- _ACTIVITY_
Match the word "does". Return each line of the data below where it appears.

[Dataset items]

== Segment start ==

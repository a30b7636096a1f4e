//! Level progression, score bookkeeping and win/loss decisions.

use std::{fmt, sync::Arc};

use log::{debug, info, trace, warn};
use pacman_core::{Direction, Event, Observer, ObserverRegistry, SubscriptionId};
use pacman_world::{InvalidLevelSource, Level, LevelLoader, TomlLevelLoader};

use crate::{DirectionIntent, GameError, LevelSource};

/// Lifecycle of a [`Game`].
#[derive(Clone, Copy, Debug, PartialEq, Eq, Hash)]
pub enum GamePhase {
    /// No game was started yet.
    Uninitialized,
    /// A level is being read and assembled.
    Loading,
    /// Ticks advance the current level.
    Running,
    /// A level is loaded but ticks are ignored.
    Paused,
    /// The current level was cleared and another one follows.
    LevelWon,
    /// The final level was cleared.
    GameWon,
    /// The player ran out of lives.
    GameOver,
}

impl GamePhase {
    /// Reports whether the phase ends the current level.
    #[must_use]
    pub const fn is_terminal(self) -> bool {
        matches!(self, Self::LevelWon | Self::GameWon | Self::GameOver)
    }
}

/// Top-level orchestrator of a play session.
///
/// The game owns at most one [`Level`]. Observers registered on the game are
/// attached to every level it loads and also receive the game's own
/// notifications ([`Event::LevelLoaded`], [`Event::LevelFinished`] and
/// [`Event::ScoreChanged`]).
pub struct Game {
    loader: Box<dyn LevelLoader>,
    source: Option<Box<dyn LevelSource>>,
    identifiers: Vec<String>,
    index: Option<usize>,
    level: Option<Level>,
    observers: ObserverRegistry,
    intent: DirectionIntent,
    phase: GamePhase,
    best_score: u32,
    game_score: u32,
    level_score: u32,
    is_won: bool,
    is_finished: bool,
    ticks: u64,
}

impl fmt::Debug for Game {
    fn fmt(&self, f: &mut fmt::Formatter<'_>) -> fmt::Result {
        f.debug_struct("Game")
            .field("identifiers", &self.identifiers)
            .field("index", &self.index)
            .field("phase", &self.phase)
            .field("best_score", &self.best_score)
            .field("game_score", &self.game_score)
            .field("level_score", &self.level_score)
            .field("is_won", &self.is_won)
            .field("is_finished", &self.is_finished)
            .field("ticks", &self.ticks)
            .finish_non_exhaustive()
    }
}

impl Default for Game {
    fn default() -> Self {
        Self::new(TomlLevelLoader::new())
    }
}

impl Game {
    /// Creates an idle game that builds levels with `loader`.
    #[must_use]
    pub fn new(loader: impl LevelLoader + 'static) -> Self {
        Self {
            loader: Box::new(loader),
            source: None,
            identifiers: Vec::new(),
            index: None,
            level: None,
            observers: ObserverRegistry::new(),
            intent: DirectionIntent::new(),
            phase: GamePhase::Uninitialized,
            best_score: 0,
            game_score: 0,
            level_score: 0,
            is_won: false,
            is_finished: false,
            ticks: 0,
        }
    }

    /// Starts a fresh session over `source`, loading its first level.
    ///
    /// `best_score` only ever raises the best score already known to the game.
    ///
    /// Fails with [`GameError::InvalidLevelDirectory`] when the source is
    /// empty or cannot be enumerated and with [`GameError::CannotPlayGame`]
    /// when the first level cannot be loaded. On failure the game keeps the
    /// session it had before the call.
    pub fn new_game(
        &mut self,
        best_score: u32,
        source: impl LevelSource + 'static,
    ) -> Result<(), GameError> {
        let location = source.location();
        let identifiers = match source.enumerate() {
            Ok(identifiers) if !identifiers.is_empty() => identifiers,
            Ok(_) => {
                return Err(GameError::InvalidLevelDirectory {
                    location,
                    source: None,
                })
            }
            Err(error) => {
                return Err(GameError::InvalidLevelDirectory {
                    location,
                    source: Some(error),
                })
            }
        };

        let previous = self.enter_loading();
        let level = match self.read_level(&source, &identifiers[0]) {
            Ok(level) => level,
            Err(error) => {
                self.phase = previous;
                return Err(error);
            }
        };

        info!(
            "new game over {location} with {} levels, best score {best_score}",
            identifiers.len()
        );
        self.source = Some(Box::new(source));
        self.identifiers = identifiers;
        self.best_score = self.best_score.max(best_score);
        self.game_score = 0;
        self.is_won = false;
        self.is_finished = false;
        self.ticks = 0;
        self.install_level(0, level);
        Ok(())
    }

    /// Replaces the current level with the next one.
    ///
    /// Returns `Ok(false)` without touching anything when the last level is
    /// already loaded or the session is finished. A load failure leaves the
    /// current level, the level index and the scores untouched.
    pub fn load_next_level(&mut self) -> Result<bool, GameError> {
        let index = self.index.ok_or(GameError::NoLevel)?;
        self.pause();
        if self.is_finished || !self.has_next_level() {
            return Ok(false);
        }

        let next = index + 1;
        let previous = self.enter_loading();
        let loaded = match &self.source {
            Some(source) => self.read_level(source.as_ref(), &self.identifiers[next]),
            None => Err(GameError::NoLevel),
        };
        match loaded {
            Ok(level) => {
                self.install_level(next, level);
                Ok(true)
            }
            Err(error) => {
                self.phase = previous;
                Err(error)
            }
        }
    }

    /// Lets ticks advance the level. Returns whether the game is running.
    ///
    /// Starting a running game does nothing; a game that has no level or whose
    /// level already ended stays where it is.
    pub fn start(&mut self) -> bool {
        match self.phase {
            GamePhase::Paused => {
                debug!("game started");
                self.phase = GamePhase::Running;
                true
            }
            GamePhase::Running => true,
            phase => {
                warn!("cannot start a game in phase {phase:?}");
                false
            }
        }
    }

    /// Stops ticks from advancing the level. Pausing twice does nothing.
    pub fn pause(&mut self) {
        if self.phase == GamePhase::Running {
            debug!("game paused");
            self.phase = GamePhase::Paused;
        }
    }

    /// Advances the current level by one tick.
    ///
    /// The tick consumes the latest [`DirectionIntent`] and is ignored unless
    /// the game is running.
    pub fn tick(&mut self) -> Result<(), GameError> {
        if self.phase != GamePhase::Running {
            trace!("tick ignored in phase {:?}", self.phase);
            return Ok(());
        }
        let Some(level) = self.level.as_mut() else {
            return Err(GameError::NoLevel);
        };

        let mut events = Vec::new();
        level.tick(self.intent.current(), &mut events)?;
        self.ticks += 1;

        for event in &events {
            match event {
                Event::PlayerChanged { state } => self.record_score(state.score),
                Event::PlayerDied { state } => {
                    self.record_score(state.score);
                    if state.lives == 0 && self.phase == GamePhase::Running {
                        self.lose();
                    }
                }
                Event::GridCleared { .. } => {
                    if !self.is_finished && self.phase == GamePhase::Running {
                        self.win();
                    }
                }
                _ => {}
            }
        }
        Ok(())
    }

    /// Ends the current level as cleared.
    ///
    /// The whole game is won when no further level exists; otherwise the
    /// caller decides when to [`Game::load_next_level`].
    pub fn win(&mut self) {
        if self.level.is_none() {
            return;
        }
        if self.has_next_level() {
            info!("level {} cleared", self.level_number());
            self.phase = GamePhase::LevelWon;
        } else {
            info!("final level cleared with {} points", self.game_score);
            self.is_won = true;
            self.is_finished = true;
            self.phase = GamePhase::GameWon;
        }
        self.observers.publish(&Event::LevelFinished {
            won: true,
            finished: self.is_finished,
        });
    }

    /// Ends the session as lost.
    pub fn lose(&mut self) {
        if self.level.is_none() {
            return;
        }
        info!(
            "game over on level {} with {} points",
            self.level_number(),
            self.game_score
        );
        self.is_won = false;
        self.is_finished = true;
        self.phase = GamePhase::GameOver;
        self.observers.publish(&Event::LevelFinished {
            won: false,
            finished: true,
        });
    }

    /// Subscribes `observer` to the game and to every current and future level.
    pub fn register_observer(&mut self, observer: Arc<dyn Observer>) -> SubscriptionId {
        let id = self.observers.subscribe(Arc::clone(&observer));
        if let Some(level) = self.level.as_mut() {
            level.attach_observer(id, observer);
        }
        id
    }

    /// Removes an observer from the game and the current level.
    pub fn unregister_observer(&mut self, id: SubscriptionId) -> bool {
        if let Some(level) = self.level.as_mut() {
            let _ = level.unregister_observer(id);
        }
        self.observers.unsubscribe(id)
    }

    /// Re-publishes the current player and score state to every observer.
    pub fn force_notify(&self) {
        if let Some(level) = &self.level {
            level.force_notify();
        }
        self.publish_scores();
    }

    /// Records `direction` as the latest intent.
    pub fn request_direction(&self, direction: Direction) {
        self.intent.request(direction);
    }

    /// Shared handle onto the direction intent consumed by ticks.
    #[must_use]
    pub fn intent(&self) -> DirectionIntent {
        self.intent.clone()
    }

    /// Current lifecycle phase.
    #[must_use]
    pub const fn phase(&self) -> GamePhase {
        self.phase
    }

    /// Reports whether ticks currently advance the level.
    #[must_use]
    pub fn is_running(&self) -> bool {
        self.phase == GamePhase::Running
    }

    /// Whether the final level was cleared.
    #[must_use]
    pub const fn is_won(&self) -> bool {
        self.is_won
    }

    /// Whether the session is over, won or lost.
    #[must_use]
    pub const fn is_finished(&self) -> bool {
        self.is_finished
    }

    /// Best score known to the session.
    #[must_use]
    pub const fn best_score(&self) -> u32 {
        self.best_score
    }

    /// Score accumulated across all levels of the session.
    #[must_use]
    pub const fn game_score(&self) -> u32 {
        self.game_score
    }

    /// Score of the current level.
    #[must_use]
    pub const fn level_score(&self) -> u32 {
        self.level_score
    }

    /// Ticks applied since the session started.
    #[must_use]
    pub const fn ticks(&self) -> u64 {
        self.ticks
    }

    /// The level currently being played.
    #[must_use]
    pub const fn level(&self) -> Option<&Level> {
        self.level.as_ref()
    }

    /// Zero-based index of the current level.
    #[must_use]
    pub const fn level_index(&self) -> Option<usize> {
        self.index
    }

    /// Number of levels in the session.
    #[must_use]
    pub fn level_count(&self) -> usize {
        self.identifiers.len()
    }

    /// Identifier of the current level.
    #[must_use]
    pub fn level_identifier(&self) -> Option<&str> {
        self.index
            .and_then(|index| self.identifiers.get(index))
            .map(String::as_str)
    }

    /// Reports whether another level follows the current one.
    #[must_use]
    pub fn has_next_level(&self) -> bool {
        self.index
            .is_some_and(|index| index + 1 < self.identifiers.len())
    }

    fn enter_loading(&mut self) -> GamePhase {
        std::mem::replace(&mut self.phase, GamePhase::Loading)
    }

    fn read_level(&self, source: &dyn LevelSource, identifier: &str) -> Result<Level, GameError> {
        debug!("loading level {identifier} from {}", source.location());
        let cannot_play = |error: InvalidLevelSource| GameError::CannotPlayGame {
            identifier: identifier.to_owned(),
            source: error,
        };
        let mut stream = source
            .open(identifier)
            .map_err(|error| cannot_play(error.into()))?;
        self.loader.load(&mut stream).map_err(cannot_play)
    }

    fn install_level(&mut self, index: usize, mut level: Level) {
        if let Some(mut previous) = self.level.take() {
            previous.dispose();
        }
        for (id, observer) in self.observers.iter() {
            level.attach_observer(id, Arc::clone(observer));
        }

        self.level = Some(level);
        self.index = Some(index);
        self.level_score = 0;
        self.phase = GamePhase::Paused;

        let identifier = self.identifiers[index].clone();
        info!("loaded level {} ({identifier})", index + 1);
        self.observers
            .publish(&Event::LevelLoaded { index, identifier });
        self.publish_scores();
    }

    fn record_score(&mut self, score: u32) {
        let delta = score.saturating_sub(self.level_score);
        if delta == 0 {
            return;
        }
        self.game_score = self.game_score.saturating_add(delta);
        self.level_score = score;
        if self.game_score > self.best_score {
            self.best_score = self.game_score;
        }
        trace!("score +{delta}, game {} level {score}", self.game_score);
        self.publish_scores();
    }

    fn publish_scores(&self) {
        self.observers.publish(&Event::ScoreChanged {
            game: self.game_score,
            level: self.level_score,
            best: self.best_score,
        });
    }

    fn level_number(&self) -> usize {
        self.index.map_or(0, |index| index + 1)
    }
}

== Segment end ==

- _YOUR SOLUTION_
    /// Starting a running game does nothing; a game that has no level or whose
    /// Stops ticks from advancing the level. Pausing twice does nothing.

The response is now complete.